In the wake of a global recession, people realize just how bad an idea it is to rely on credit… but as time goes by, it’s easy to forget just what happened and start to use it again. It seems like nearly everyone has a credit card, but there are very good reasons for avoiding credit cards.

Your options for paying for most things include cash, debit, or credit. Some places accept checks, but this method is becoming outdated quickly, so relying on checks isn’t wise. Debit works much like cash, obviously – you must have the money in your account in order to use it. On the other hand, credit cards will allow you to put hundreds or thousands of dollars of merchandise on it without the ability to pay for it yet. Then, the company charges you interest on whatever you can’t pay off, meaning that a purchase usually ends up costing much more than it otherwise would have.

For instance, if you pay for a $2,000 TV with credit and resolve to pay the minimum balance of $40 each month, and your credit card has an 18% interest rate, the TV would take thirty years to pay off and end up costing you $7,000. The same money in an investment, such as an 8% return on a mutual fund or stocks of some kind, could have accumulated to over $60,000 in the same timeframe.

Furthermore, cash and debit encourage you to live in a healthy mindset of spending only what you have. Spending money you don’t have will limit or eliminate your freedom to change jobs, move, adventure, travel, and pay for the most important things in life when emergencies crop up. It ends up feeling like a mountain on your shoulders and takes a long time to get out of once you’re in serious debt.

You will have freedom – from debt, from being tied to a job in order to pay off the debt, and from the rat race of trying to get the best thing faster than anyone else, by using cash to pay for items instead of a credit card. In fact, it’s a good idea to simply not own a credit card, or keep just one “in case of emergency” buried deep in your wallet or with your other emergency plans and documents.

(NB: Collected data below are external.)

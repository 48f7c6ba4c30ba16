//! Per-field validation failures.
//!
//! This module provides [`FieldErrors`], the structured payload carried by
//! [`ValidationError`](crate::ValidationError): an ordered mapping from field
//! name to the reasons that field was rejected.

use std::fmt::{self, Display};

use indexmap::IndexMap;
use stillwater::prelude::*;

/// An ordered collection of validation failures keyed by field name.
///
/// Each field maps to the list of reasons it was rejected. Fields keep the
/// order in which they were first added, and reasons keep the order in which
/// they were pushed, so a collection reads back exactly as it was built.
///
/// # Example
///
/// ```rust
/// use unprocessable::FieldErrors;
///
/// let errors = FieldErrors::new()
///     .with("email", "must be a valid address")
///     .with("password", "is too short")
///     .with("password", "must contain a digit");
///
/// assert_eq!(errors.len(), 2);
/// assert_eq!(errors.reason_count(), 3);
/// assert_eq!(
///     errors.get("password"),
///     Some(&["is too short".to_string(), "must contain a digit".to_string()][..])
/// );
/// ```
#[derive(Debug, Clone, Default, PartialEq, Eq)]
pub struct FieldErrors(IndexMap<String, Vec<String>>);

impl FieldErrors {
    /// Creates an empty collection.
    pub fn new() -> Self {
        Self::default()
    }

    /// Creates a collection holding a single reason for a single field.
    pub fn single(field: impl Into<String>, reason: impl Into<String>) -> Self {
        Self::new().with(field, reason)
    }

    /// Appends a reason to `field` and returns self for chaining.
    pub fn with(mut self, field: impl Into<String>, reason: impl Into<String>) -> Self {
        self.push(field, reason);
        self
    }

    /// Appends a reason to `field`.
    ///
    /// A field seen for the first time is added after all existing fields.
    pub fn push(&mut self, field: impl Into<String>, reason: impl Into<String>) {
        self.0.entry(field.into()).or_default().push(reason.into());
    }

    /// Returns the reasons recorded for `field`, if any.
    pub fn get(&self, field: &str) -> Option<&[String]> {
        self.0.get(field).map(Vec::as_slice)
    }

    /// Returns true if `field` has an entry.
    pub fn contains(&self, field: &str) -> bool {
        self.0.contains_key(field)
    }

    /// Returns the number of fields with an entry.
    pub fn len(&self) -> usize {
        self.0.len()
    }

    /// Returns true if no field has an entry.
    pub fn is_empty(&self) -> bool {
        self.0.is_empty()
    }

    /// Returns the total number of reasons across all fields.
    pub fn reason_count(&self) -> usize {
        self.0.values().map(Vec::len).sum()
    }

    /// Returns an iterator over field names in insertion order.
    pub fn fields(&self) -> impl Iterator<Item = &str> {
        self.0.keys().map(String::as_str)
    }

    /// Returns an iterator over `(field, reasons)` pairs in insertion order.
    pub fn iter(&self) -> impl Iterator<Item = (&str, &[String])> {
        self.0.iter().map(|(k, v)| (k.as_str(), v.as_slice()))
    }

    /// Returns the underlying map.
    pub fn as_map(&self) -> &IndexMap<String, Vec<String>> {
        &self.0
    }

    /// Converts this collection into the underlying map.
    pub fn into_map(self) -> IndexMap<String, Vec<String>> {
        self.0
    }
}

impl From<IndexMap<String, Vec<String>>> for FieldErrors {
    fn from(map: IndexMap<String, Vec<String>>) -> Self {
        Self(map)
    }
}

impl<K, R> FromIterator<(K, R)> for FieldErrors
where
    K: Into<String>,
    R: Into<String>,
{
    fn from_iter<I: IntoIterator<Item = (K, R)>>(iter: I) -> Self {
        let mut errors = Self::new();
        for (field, reason) in iter {
            errors.push(field, reason);
        }
        errors
    }
}

impl Semigroup for FieldErrors {
    fn combine(mut self, other: Self) -> Self {
        for (field, reasons) in other.0 {
            self.0.entry(field).or_default().extend(reasons);
        }
        self
    }
}

impl Display for FieldErrors {
    fn fmt(&self, f: &mut fmt::Formatter<'_>) -> fmt::Result {
        for (field, reasons) in self.iter() {
            writeln!(f, "{}: {}", field, reasons.join("; "))?;
        }
        Ok(())
    }
}

impl IntoIterator for FieldErrors {
    type Item = (String, Vec<String>);
    type IntoIter = indexmap::map::IntoIter<String, Vec<String>>;

    fn into_iter(self) -> Self::IntoIter {
        self.0.into_iter()
    }
}

impl<'a> IntoIterator for &'a FieldErrors {
    type Item = (&'a String, &'a Vec<String>);
    type IntoIter = indexmap::map::Iter<'a, String, Vec<String>>;

    fn into_iter(self) -> Self::IntoIter {
        self.0.iter()
    }
}

const _: () = {
    const fn assert_send<T: Send>() {}
    const fn assert_sync<T: Sync>() {}
    assert_send::<FieldErrors>();
    assert_sync::<FieldErrors>();
};

#[cfg(test)]
mod tests {
    use super::*;

    #[test]
    fn test_new_is_empty() {
        let errors = FieldErrors::new();
        assert!(errors.is_empty());
        assert_eq!(errors.len(), 0);
        assert_eq!(errors.reason_count(), 0);
        assert_eq!(errors, FieldErrors::default());
    }

    #[test]
    fn test_push_groups_reasons_by_field() {
        let mut errors = FieldErrors::new();
        errors.push("name", "is required");
        errors.push("age", "must be positive");
        errors.push("name", "is too short");

        assert_eq!(errors.len(), 2);
        assert_eq!(errors.reason_count(), 3);
        assert_eq!(
            errors.get("name"),
            Some(&["is required".to_string(), "is too short".to_string()][..])
        );
        assert!(errors.get("email").is_none());
    }

    #[test]
    fn test_field_order_is_insertion_order() {
        let errors = FieldErrors::new()
            .with("zeta", "z")
            .with("alpha", "a")
            .with("mid", "m")
            .with("zeta", "z2");

        let fields: Vec<_> = errors.fields().collect();
        assert_eq!(fields, vec!["zeta", "alpha", "mid"]);
    }

    #[test]
    fn test_from_map_is_verbatim() {
        let mut map = IndexMap::new();
        map.insert("b".to_string(), vec!["second".to_string()]);
        map.insert("a".to_string(), Vec::new());

        let errors = FieldErrors::from(map.clone());
        assert_eq!(errors.as_map(), &map);
        assert_eq!(errors.get("a"), Some(&[][..]));
        assert_eq!(errors.into_map(), map);
    }

    #[test]
    fn test_from_iterator_accumulates() {
        let errors: FieldErrors = vec![("a", "one"), ("b", "two"), ("a", "three")]
            .into_iter()
            .collect();

        assert_eq!(errors.len(), 2);
        assert_eq!(
            errors.get("a"),
            Some(&["one".to_string(), "three".to_string()][..])
        );
    }

    #[test]
    fn test_combine_appends() {
        let left = FieldErrors::new().with("a", "1").with("b", "2");
        let right = FieldErrors::new().with("c", "3").with("a", "4");

        let combined = left.combine(right);
        let fields: Vec<_> = combined.fields().collect();
        assert_eq!(fields, vec!["a", "b", "c"]);
        assert_eq!(
            combined.get("a"),
            Some(&["1".to_string(), "4".to_string()][..])
        );
    }

    #[test]
    fn test_combine_associativity() {
        let e1 = FieldErrors::single("x", "1");
        let e2 = FieldErrors::single("y", "2");
        let e3 = FieldErrors::single("x", "3");

        let left = e1.clone().combine(e2.clone()).combine(e3.clone());
        let right = e1.combine(e2.combine(e3));

        assert_eq!(left, right);
    }

    #[test]
    fn test_display() {
        let errors = FieldErrors::new()
            .with("email", "must be a valid address")
            .with("password", "is too short")
            .with("password", "must contain a digit");

        assert_eq!(
            errors.to_string(),
            "email: must be a valid address\npassword: is too short; must contain a digit\n"
        );
    }
}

Sometimes, it isn’t possible to pay cash for something. In cases like this, you have to decide if the item is really necessary for your survival or happiness at this moment. If not, perhaps you should delay and try to save up money so you can pay cash, save money and feel good about it. You’ll feel better about every purchase when you know you can afford it. Plus, you may be surprised at how few places really require you to use a credit card.
Whether you’re beginning to learn about credit cards and payment options or already in debt, reconsider using a credit card for all but the true essentials – places where you simply can’t pay any other way and must provide a credit card. You’ll save money, feel better, and avoid debt.